Commençons par ce que vous dites ci-dessus. Je vous donne tout un raisonnement, dont la conclusion réfute une thèse que vous venez de proposer. Vous ne contestez pas la validité de l'argumentation, pire même, vous n'en parlez simplement pas, vous vous contentez de ne donner un commentaire que sur ce avec quoi vous êtes d'accord, commentaire, qui plus est, qui consiste uniquement à dire cela (que nous sommes d'accord là-dessus). Puis vous y ajoutez que comme vous le trouvez aussi, j'aurais dû omettre cela de mon raisonnement ... comme si un raisonnement peut tenir la route si l'on enlève d'abord tout ce qui est censé être vrai .. ???
Bref, je ne comprends pas la pertinence de l'"objection" que vous venez de faire. On ne peut pas réfuter une argumentation en disant qu'avec tel et tel point on est d'accord et qu'on aurait donc pu l'omettre. Il faut discuter de ce dont on n'est PAS d'accord, et essayer de dire POURQUOI. Or je ne sais toujours pas avec quel ARGUMENT que j'ai donné, vous n'êtes pas d'accord. Pour l'instant, j'ai juste compris que votre raisonnement vous fait conclure la thèse contraire ("les modes infinis médiats n'existent pas"), mais je n'ai pas encore lu le raisonnement qui vous permet d'arriver à une telle conclusion ... . Si donc vous avez l'impression que vous l'avez déjà donné, serait-il possible de le recopier, ou de le reformuler ou résumer? Merci!
Sescho a écrit :
Tu pars du fait que les soi-disant « mode infinis médiats » existent effectivement, ce que je conteste, et tu prétend consolider cela par le fait que Spinoza n’en dit rien (et donc évidemment en quelques termes que ce soit )…
je ne comprends pas comment vous pouvez lire ceci dans mes messages. A mon sens, ce dont nous discutons, c'est précisément de la PREUVE ou DEMONSTRATION de l'existence ou non des modes infinis médiats. Cette existence n'est PAS le point de départ de ce que j'ai écrit, c'en est la conclusion, donc le point d'arrivée. C'est bien la raison pour laquelle j'espère que vous allez réfuter la raisonnement qui mène à cette conclusion, sinon comment discuter de sa vérité ou fausseté .. ?
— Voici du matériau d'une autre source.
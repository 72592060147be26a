//! `armos-perception` – from what the camera sees to where the joints go.
//!
//! Pure functions only: nothing here performs I/O or keeps state between
//! calls.
//!
//! # Modules
//!
//! - [`transform`] – [`CameraModel`][transform::CameraModel]: pinhole
//!   back-projection of a detection centre plus range into the arm frame.
//! - [`kinematics`] – [`IkSolver`][kinematics::IkSolver]: closed-form inverse
//!   kinematics (and its forward companion) for the base/shoulder/elbow chain.
//! - [`detection`] – picks the detection that matches the requested target.

pub mod detection;
pub mod kinematics;
pub mod transform;

pub use detection::select_target;
pub use kinematics::{ExactSolution, IkSolver, JointSolution};
pub use transform::CameraModel;
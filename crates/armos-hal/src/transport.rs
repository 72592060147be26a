//! Byte-level transport to the actuator controller.
//!
//! [`Transport`] is the only seam between the wire protocol and the physical
//! port.  [`SerialTransport`] talks to a real UART; [`MockTransport`] is an
//! in-memory double whose read side can be scripted and whose write side can be
//! inspected from tests.

use std::collections::VecDeque;
use std::io::{Read, Write};
use std::sync::Arc;
use std::time::{Duration, Instant};

use armos_types::ArmError;
use parking_lot::Mutex;
use serialport::{DataBits, FlowControl, Parity, SerialPort, StopBits};
use tracing::info;

/// Bidirectional byte stream to a device.
pub trait Transport: Send {
    /// Read into `buffer`, returning the number of bytes read.  A read that
    /// times out without data returns `Ok(0)`.
    fn read(&mut self, buffer: &mut [u8]) -> Result<usize, ArmError>;

    /// Write all of `data`.
    fn write_all(&mut self, data: &[u8]) -> Result<(), ArmError>;

    fn flush(&mut self) -> Result<(), ArmError>;

    /// Drop any bytes already received but not yet read.
    fn discard_input(&mut self) -> Result<(), ArmError> {
        Ok(())
    }
}

/// Read one `\n`-terminated line, giving up at `deadline`.
///
/// Returns `Ok(None)` on timeout.  Trailing `\r` and whitespace are stripped;
/// invalid UTF-8 is replaced rather than rejected.
pub fn read_line(
    transport: &mut dyn Transport,
    deadline: Instant,
) -> Result<Option<String>, ArmError> {
    let mut line = Vec::new();
    let mut byte = [0u8; 1];
    loop {
        if transport.read(&mut byte)? == 1 {
            if byte[0] == b'\n' {
                return Ok(Some(String::from_utf8_lossy(&line).trim_end().to_string()));
            }
            line.push(byte[0]);
            continue;
        }
        if Instant::now() >= deadline {
            return Ok(None);
        }
        std::thread::sleep(Duration::from_millis(1));
    }
}

// ────────────────────────────────────────────────────────────────────────────
// Serial
// ────────────────────────────────────────────────────────────────────────────

/// UART transport (8N1, no flow control).
pub struct SerialTransport {
    port: Box<dyn SerialPort>,
}

impl SerialTransport {
    /// Open `path` at `baud_rate`.
    ///
    /// # Errors
    ///
    /// Returns [`ArmError::Io`] if the port cannot be opened.
    pub fn open(path: &str, baud_rate: u32) -> Result<Self, ArmError> {
        let port = serialport::new(path, baud_rate)
            .data_bits(DataBits::Eight)
            .parity(Parity::None)
            .stop_bits(StopBits::One)
            .flow_control(FlowControl::None)
            .timeout(Duration::from_millis(10))
            .open()
            .map_err(|e| ArmError::Io(format!("{path}: {e}")))?;

        info!(port = path, baud_rate, "serial port opened");
        Ok(Self { port })
    }
}

impl Transport for SerialTransport {
    fn read(&mut self, buffer: &mut [u8]) -> Result<usize, ArmError> {
        match self.port.read(buffer) {
            Ok(n) => Ok(n),
            Err(e) if e.kind() == std::io::ErrorKind::TimedOut => Ok(0),
            Err(e) => Err(e.into()),
        }
    }

    fn write_all(&mut self, data: &[u8]) -> Result<(), ArmError> {
        Ok(self.port.write_all(data)?)
    }

    fn flush(&mut self) -> Result<(), ArmError> {
        Ok(self.port.flush()?)
    }

    fn discard_input(&mut self) -> Result<(), ArmError> {
        self.port
            .clear(serialport::ClearBuffer::Input)
            .map_err(|e| ArmError::Io(e.to_string()))
    }
}

// ────────────────────────────────────────────────────────────────────────────
// Mock
// ────────────────────────────────────────────────────────────────────────────

/// In-memory transport for tests.  Clones share the same buffers, so a test
/// can keep one handle while the link owns another.
#[derive(Clone, Default)]
pub struct MockTransport {
    inner: Arc<Mutex<MockInner>>,
}

#[derive(Default)]
struct MockInner {
    read_buffer: VecDeque<u8>,
    written: Vec<u8>,
    fail_writes: bool,
}

impl MockTransport {
    pub fn new() -> Self {
        Self::default()
    }

    /// Queue bytes for the reader.
    pub fn inject_read(&self, data: &[u8]) {
        self.inner.lock().read_buffer.extend(data);
    }

    /// Queue a text line (a `\r\n` terminator is appended).
    pub fn inject_line(&self, line: &str) {
        let mut inner = self.inner.lock();
        inner.read_buffer.extend(line.as_bytes());
        inner.read_buffer.extend(b"\r\n");
    }

    /// Everything written so far.
    pub fn written(&self) -> Vec<u8> {
        self.inner.lock().written.clone()
    }

    pub fn clear_written(&self) {
        self.inner.lock().written.clear();
    }

    /// Make every subsequent write fail with an I/O error.
    pub fn fail_writes(&self, fail: bool) {
        self.inner.lock().fail_writes = fail;
    }
}

impl Transport for MockTransport {
    fn read(&mut self, buffer: &mut [u8]) -> Result<usize, ArmError> {
        let mut inner = self.inner.lock();
        let n = inner.read_buffer.len().min(buffer.len());
        for (slot, byte) in buffer.iter_mut().zip(inner.read_buffer.drain(..n)) {
            *slot = byte;
        }
        Ok(n)
    }

    fn write_all(&mut self, data: &[u8]) -> Result<(), ArmError> {
        let mut inner = self.inner.lock();
        if inner.fail_writes {
            return Err(ArmError::Io("mock write failure".to_string()));
        }
        inner.written.extend_from_slice(data);
        Ok(())
    }

    fn flush(&mut self) -> Result<(), ArmError> {
        Ok(())
    }

    fn discard_input(&mut self) -> Result<(), ArmError> {
        self.inner.lock().read_buffer.clear();
        Ok(())
    }
}

#[cfg(test)]
mod tests {
    use super::*;

    #[test]
    fn read_line_strips_terminator() {
        let mut mock = MockTransport::new();
        mock.inject_line("Ready.");
        let line = read_line(&mut mock, Instant::now() + Duration::from_millis(50)).unwrap();
        assert_eq!(line.as_deref(), Some("Ready."));
    }

    #[test]
    fn read_line_times_out_on_partial_line() {
        let mut mock = MockTransport::new();
        mock.inject_read(b"IR_RE");
        let line = read_line(&mut mock, Instant::now() + Duration::from_millis(5)).unwrap();
        assert!(line.is_none());
    }

    #[test]
    fn clones_share_buffers() {
        let observer = MockTransport::new();
        let mut owned = observer.clone();
        owned.write_all(&[0xFF, 0x01]).unwrap();
        assert_eq!(observer.written(), vec![0xFF, 0x01]);

        observer.fail_writes(true);
        assert!(matches!(owned.write_all(&[0]), Err(ArmError::Io(_))));
    }

    #[test]
    fn discard_input_drops_pending_bytes() {
        let mut mock = MockTransport::new();
        mock.inject_line("noise");
        mock.discard_input().unwrap();
        let mut buf = [0u8; 8];
        assert_eq!(mock.read(&mut buf).unwrap(), 0);
    }
}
Puis bon, je vois encore moins comment vous pouvez dire que mon "raisonnement" consisterait dans le "fait" que Spinoza ne parle pas des modes infinis médiats ... . Comment pourrais-je vous demander de réfuter mes arguments qui permettent la déduction de leur existence, si je croyais que Spinoza ne parle PAS des modes infinis médiats ... ??? Rappelons que la SEULE personne ici qui a fait intervenir un argument du type "Spinoza ne parle pas de x", lorsqu'il s'agissait de prouver l'existence ou inexistence de x, c'était vous-même ... . Vous avez cité des propositions de Spinoza où effectivement il ne parlait pas des modes infinis médiats pour en déduire qu'ils n'existaient pas. Je vous ai répondu que ce procédé me semble être douteux, puisque bon, il est tout à fait évident qu'à d'AUTRES endroits, il en parle bel et bien ... . Par conséquent, pour savoir CE qu'il en dit, il faut bien se baser sur ces propositions-là, non ... ???
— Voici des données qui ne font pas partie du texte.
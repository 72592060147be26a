//! Target selection among detections.

use armos_types::Detection;

/// Highest-confidence detection whose label equals `target`, ignoring case.
pub fn select_target<'a>(detections: &'a [Detection], target: &str) -> Option<&'a Detection> {
    let target = target.trim().to_lowercase();
    detections
        .iter()
        .filter(|d| d.label.trim().to_lowercase() == target)
        .max_by(|a, b| a.confidence.total_cmp(&b.confidence))
}
//! Task channel – the only conduit from the intent unit to the reflex unit.
//!
//! A FIFO, single-producer/single-consumer queue.  The producer side may live
//! on a Tokio task and the consumer on a plain OS thread: neither side ever
//! blocks.  Raw [`CommandMessage`]s are validated on the way in, so the
//! executor only ever sees well-formed [`Command`]s.
//!
//! # Example
//!
//! ```rust
//! use armos_runtime::task_channel;
//! use armos_types::{Command, CommandMessage};
//!
//! let (tx, mut rx) = task_channel::channel();
//! tx.post_message(CommandMessage::Stop).unwrap();
//! assert!(tx.post_message(CommandMessage::Invalid).is_err());
//! assert_eq!(rx.poll(), Some(Command::Stop));
//! assert_eq!(rx.poll(), None);
//! ```

use armos_types::{ArmError, Command, CommandMessage};
use tokio::sync::mpsc;
use tracing::{debug, warn};

/// Create a connected producer/consumer pair.
pub fn channel() -> (TaskSender, TaskReceiver) {
    let (tx, rx) = mpsc::unbounded_channel();
    (TaskSender { tx }, TaskReceiver { rx })
}

/// Producer half.  Deliberately not `Clone`: there is exactly one producer.
#[derive(Debug)]
pub struct TaskSender {
    tx: mpsc::UnboundedSender<Command>,
}

impl TaskSender {
    /// Enqueue an already validated command.
    ///
    /// # Errors
    ///
    /// Returns [`ArmError::ChannelClosed`] once the receiver is gone.
    pub fn post(&self, command: Command) -> Result<(), ArmError> {
        debug!(?command, "task posted");
        self.tx.send(command).map_err(|_| ArmError::ChannelClosed)
    }

    /// Validate a raw message and enqueue it.
    ///
    /// # Errors
    ///
    /// * [`ArmError::InvalidCommand`] for `INVALID`, unknown commands and a
    ///   `PICKUP` without a target; nothing is enqueued.
    /// * [`ArmError::ChannelClosed`] once the receiver is gone.
    pub fn post_message(&self, message: CommandMessage) -> Result<(), ArmError> {
        let command = Command::try_from(message).inspect_err(|e| {
            warn!(error = %e, "command rejected at channel boundary");
        })?;
        self.post(command)
    }

    pub fn is_closed(&self) -> bool {
        self.tx.is_closed()
    }
}

/// Consumer half, owned by the reflex unit.
#[derive(Debug)]
pub struct TaskReceiver {
    rx: mpsc::UnboundedReceiver<Command>,
}

impl TaskReceiver {
    /// Take the oldest pending command, if any.  Never blocks.
    pub fn poll(&mut self) -> Option<Command> {
        self.rx.try_recv().ok()
    }
}

#[cfg(test)]
mod tests {
    use super::*;

    #[test]
    fn delivers_in_fifo_order() {
        let (tx, mut rx) = channel();
        tx.post(Command::Pickup { target: "apple".into() }).unwrap();
        tx.post(Command::Place { location: None }).unwrap();
        tx.post(Command::Stop).unwrap();
        assert_eq!(rx.poll(), Some(Command::Pickup { target: "apple".into() }));
        assert_eq!(rx.poll(), Some(Command::Place { location: None }));
        assert_eq!(rx.poll(), Some(Command::Stop));
        assert_eq!(rx.poll(), None);
    }

    #[test]
    fn rejects_never_reach_the_consumer() {
        let (tx, mut rx) = channel();
        assert!(tx.post_message(CommandMessage::Unknown).is_err());
        assert!(tx.post_message(CommandMessage::Pickup { target: None }).is_err());
        assert_eq!(rx.poll(), None);
    }

    #[test]
    fn closed_receiver_is_reported() {
        let (tx, rx) = channel();
        drop(rx);
        assert!(tx.is_closed());
        assert_eq!(tx.post(Command::Stop), Err(ArmError::ChannelClosed));
    }

    #[test]
    fn producer_on_another_thread() {
        let (tx, mut rx) = channel();
        std::thread::spawn(move || {
            for i in 0..10 {
                tx.post(Command::Pickup { target: format!("obj{i}") }).unwrap();
            }
        })
        .join()
        .unwrap();
        let received: Vec<_> = std::iter::from_fn(|| rx.poll()).collect();
        assert_eq!(received.len(), 10);
        assert_eq!(received[9], Command::Pickup { target: "obj9".into() });
    }
}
Sescho a écrit :E1P22, qui, quoique sa démonstration soit virtuellement identique à celle de E1P21, ne comporte, elle, aucun exemple ; et pour cause à mon avis…
la P21 dit clairement que la démonstration vaut pour n'IMPORTE QUEL exemple. La démonstration ne donne la preuve d'AUCUN mode infini précis (il ne s'agit que d'une réduction par l'absurde). Elle ne permet surtout pas d'en conclure que "l'idée de Dieu" serait un mode infini. Vous trouverez les arguments de ce que je dis ici dans l'autre fil de discussion, qui porte précisément sur cette démonstration, donc si vous interprétéz différemment le mouvement même de cette démo, je ne peux que vous inviter à réfuter les arguments qui se trouvent là-bas.
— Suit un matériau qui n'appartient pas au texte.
//! Inverse kinematics for the base/shoulder/elbow linkage.
//!
//! The arm is a base rotation around the vertical axis plus a planar two-link
//! chain (`L1` shoulder→elbow, `L2` elbow→wrist) whose shoulder axis sits
//! `base_height` above the base plane.
//!
//! Angle conventions, all in degrees and clipped to `[0, 180]`:
//!
//! * **base** – `atan2(y, x)`: +X is 0°, +Y is 90°.
//! * **shoulder** – elevation of `L1` above the horizontal.
//! * **elbow** – bend between the links: 0° straight, 180° fully folded.
//!
//! # Example
//!
//! ```rust
//! use armos_perception::kinematics::IkSolver;
//! use armos_types::ArmPoint;
//!
//! let ik = IkSolver::new(15.0, 10.0, 10.0);
//! let joints = ik.solve(ArmPoint::new(15.0, 0.0, 5.0)).unwrap();
//! assert_eq!((joints.base, joints.shoulder, joints.elbow), (0, 19, 104));
//! ```

use armos_types::{ArmError, ArmGeometry, ArmPoint};
use tracing::debug;

/// Integer joint angles ready for the wire.
#[derive(Debug, Clone, Copy, PartialEq, Eq)]
pub struct JointSolution {
    pub base: u8,
    pub shoulder: u8,
    pub elbow: u8,
}

/// Clipped but untruncated joint angles.
#[derive(Debug, Clone, Copy, PartialEq)]
pub struct ExactSolution {
    pub base: f64,
    pub shoulder: f64,
    pub elbow: f64,
}

/// Closed-form solver for a fixed geometry.
#[derive(Debug, Clone, Copy, PartialEq)]
pub struct IkSolver {
    l1: f64,
    l2: f64,
    base_height: f64,
}

impl IkSolver {
    pub fn new(l1: f64, l2: f64, base_height: f64) -> Self {
        Self {
            l1,
            l2,
            base_height,
        }
    }

    pub fn from_geometry(geometry: &ArmGeometry) -> Self {
        Self::new(geometry.l1_cm, geometry.l2_cm, geometry.base_height_cm)
    }

    /// Largest reachable distance from the shoulder axis.
    pub fn max_reach(&self) -> f64 {
        self.l1 + self.l2
    }

    /// Smallest reachable distance from the shoulder axis.
    pub fn min_reach(&self) -> f64 {
        (self.l1 - self.l2).abs()
    }

    /// Solve for `target` and truncate to integer degrees.
    ///
    /// # Errors
    ///
    /// Returns [`ArmError::Unreachable`] when the target lies outside the
    /// annulus `[|L1-L2|, L1+L2]` around the shoulder axis or any
    /// intermediate value is not finite.
    pub fn solve(&self, target: ArmPoint) -> Result<JointSolution, ArmError> {
        let exact = self.solve_exact(target)?;
        Ok(JointSolution {
            base: exact.base as u8,
            shoulder: exact.shoulder as u8,
            elbow: exact.elbow as u8,
        })
    }

    /// Solve for `target` without truncation.
    ///
    /// # Errors
    ///
    /// Same as [`solve`](Self::solve).
    pub fn solve_exact(&self, target: ArmPoint) -> Result<ExactSolution, ArmError> {
        let unreachable = || {
            debug!(x = target.x, y = target.y, z = target.z, "target unreachable");
            ArmError::Unreachable {
                x: target.x,
                y: target.y,
                z: target.z,
            }
        };

        let ArmPoint { x, y, z } = target;
        let (l1, l2) = (self.l1, self.l2);

        let base = y.atan2(x).to_degrees();

        let r = x.hypot(y);
        let z_rel = z - self.base_height;
        let d_sq = r * r + z_rel * z_rel;
        let d = d_sq.sqrt();

        if !d.is_finite() || d > self.max_reach() || d < self.min_reach() {
            return Err(unreachable());
        }

        let cos_phi = ((l1 * l1 + l2 * l2 - d_sq) / (2.0 * l1 * l2)).clamp(-1.0, 1.0);
        let elbow = 180.0 - cos_phi.acos().to_degrees();

        let alpha = z_rel.atan2(r);
        let cos_beta = ((l1 * l1 + d_sq - l2 * l2) / (2.0 * l1 * d)).clamp(-1.0, 1.0);
        let shoulder = (alpha + cos_beta.acos()).to_degrees();

        if !(base.is_finite() && shoulder.is_finite() && elbow.is_finite()) {
            return Err(unreachable());
        }

        Ok(ExactSolution {
            base: base.clamp(0.0, 180.0),
            shoulder: shoulder.clamp(0.0, 180.0),
            elbow: elbow.clamp(0.0, 180.0),
        })
    }

    /// Wrist position for the given joint angles (degrees).
    ///
    /// Inverse of [`solve_exact`](Self::solve_exact) for angles that were not
    /// clipped.
    pub fn forward(&self, base: f64, shoulder: f64, elbow: f64) -> ArmPoint {
        let shoulder = shoulder.to_radians();
        let forearm = shoulder - elbow.to_radians();

        let r = self.l1 * shoulder.cos() + self.l2 * forearm.cos();
        let z_rel = self.l1 * shoulder.sin() + self.l2 * forearm.sin();

        let base = base.to_radians();
        ArmPoint::new(r * base.cos(), r * base.sin(), z_rel + self.base_height)
    }
}

#[cfg(test)]
mod tests {
    use super::*;

    fn reference() -> IkSolver {
        IkSolver::new(15.0, 10.0, 10.0)
    }

    fn assert_close(a: ArmPoint, b: ArmPoint) {
        assert!(a.distance(b) < 1e-6, "{a:?} != {b:?}");
    }

    #[test]
    fn worked_example() {
        let j = reference().solve(ArmPoint::new(15.0, 0.0, 5.0)).unwrap();
        assert_eq!(j, JointSolution { base: 0, shoulder: 19, elbow: 104 });
    }

    #[test]
    fn envelope_boundaries_are_inclusive() {
        let ik = reference();
        assert!(ik.solve(ArmPoint::new(25.0, 0.0, 10.0)).is_ok());
        assert!(ik.solve(ArmPoint::new(5.0, 0.0, 10.0)).is_ok());
        assert!(matches!(
            ik.solve(ArmPoint::new(26.0, 0.0, 10.0)),
            Err(ArmError::Unreachable { .. })
        ));
        assert!(ik.solve(ArmPoint::new(4.0, 0.0, 10.0)).is_err());
    }

    #[test]
    fn fully_extended_and_folded_angles() {
        let ik = reference();
        let straight = ik.solve_exact(ArmPoint::new(25.0, 0.0, 10.0)).unwrap();
        assert!(straight.elbow.abs() < 1e-6);
        assert!(straight.shoulder.abs() < 1e-6);

        let folded = ik.solve_exact(ArmPoint::new(5.0, 0.0, 10.0)).unwrap();
        assert!((folded.elbow - 180.0).abs() < 1e-6);
    }

    #[test]
    fn base_angle_follows_atan2() {
        let ik = reference();
        let left = ik.solve(ArmPoint::new(0.0, 15.0, 10.0)).unwrap();
        assert_eq!(left.base, 90);
        let diagonal = ik.solve_exact(ArmPoint::new(10.0, 10.0, 10.0)).unwrap();
        assert!((diagonal.base - 45.0).abs() < 1e-9);
    }

    #[test]
    fn forward_reproduces_in_envelope_points() {
        let ik = reference();
        for target in [
            ArmPoint::new(15.0, 0.0, 5.0),
            ArmPoint::new(12.0, 9.0, 14.0),
            ArmPoint::new(0.0, 18.0, 2.0),
            ArmPoint::new(7.0, 3.0, 20.0),
        ] {
            let s = ik.solve_exact(target).unwrap();
            for angle in [s.base, s.shoulder, s.elbow] {
                assert!((0.0..=180.0).contains(&angle));
            }
            assert_close(ik.forward(s.base, s.shoulder, s.elbow), target);
        }
    }

    #[test]
    fn degenerate_equal_links_at_shoulder_is_unreachable() {
        let ik = IkSolver::new(10.0, 10.0, 10.0);
        assert!(ik.solve(ArmPoint::new(0.0, 0.0, 10.0)).is_err());
    }

    #[test]
    fn non_finite_target_is_unreachable() {
        let ik = reference();
        assert!(ik.solve(ArmPoint::new(f64::NAN, 0.0, 5.0)).is_err());
        assert!(ik.solve(ArmPoint::new(f64::INFINITY, 0.0, 5.0)).is_err());
    }
}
Sescho a écrit :Et en plus cette « infinité de modes infinis médiats » qui existerait ne se situerait pour autant pas (mais c’est vrai, comme je l’ai dit, qu’avec une infinité, c’est effectivement mal parti) dans l’ordre ontologique, qui va de la substance sans forme aux choses particulières.
qui, selon vous, a prétendu cela? Et en quoi cela a-t-il quelque chose à voir avec la question de savoir si le mode infini médiat existe réellement ou non? Car si la question est de savoir si un mode infini médiat existe ou non, il faut pouvoir montrer qu'il en existe au moins un. C'est exactement ce que j'ai fait, jusqu'à présent. La question de savoir s'il en existe une infinité ou non est une AUTRE question.
Sescho a écrit :Mais c’est totalement illogique : comment un mode qui suit immédiatement du Mouvement ne s’intercalerait pas entre ce dernier et les choses singulières, alors qu’il est clair que celles-ci suivent du Mouvement, tant logiquement que chez Spinoza ?
je vous renvoie à ce que vous venez d'accorder ci-dessus: JAMAIS un mode fini ne peut suivre d'un mode infini. Les modes infinis ne sont donc PAS des intermédiaires entre l'attribut et les choses singulières ... .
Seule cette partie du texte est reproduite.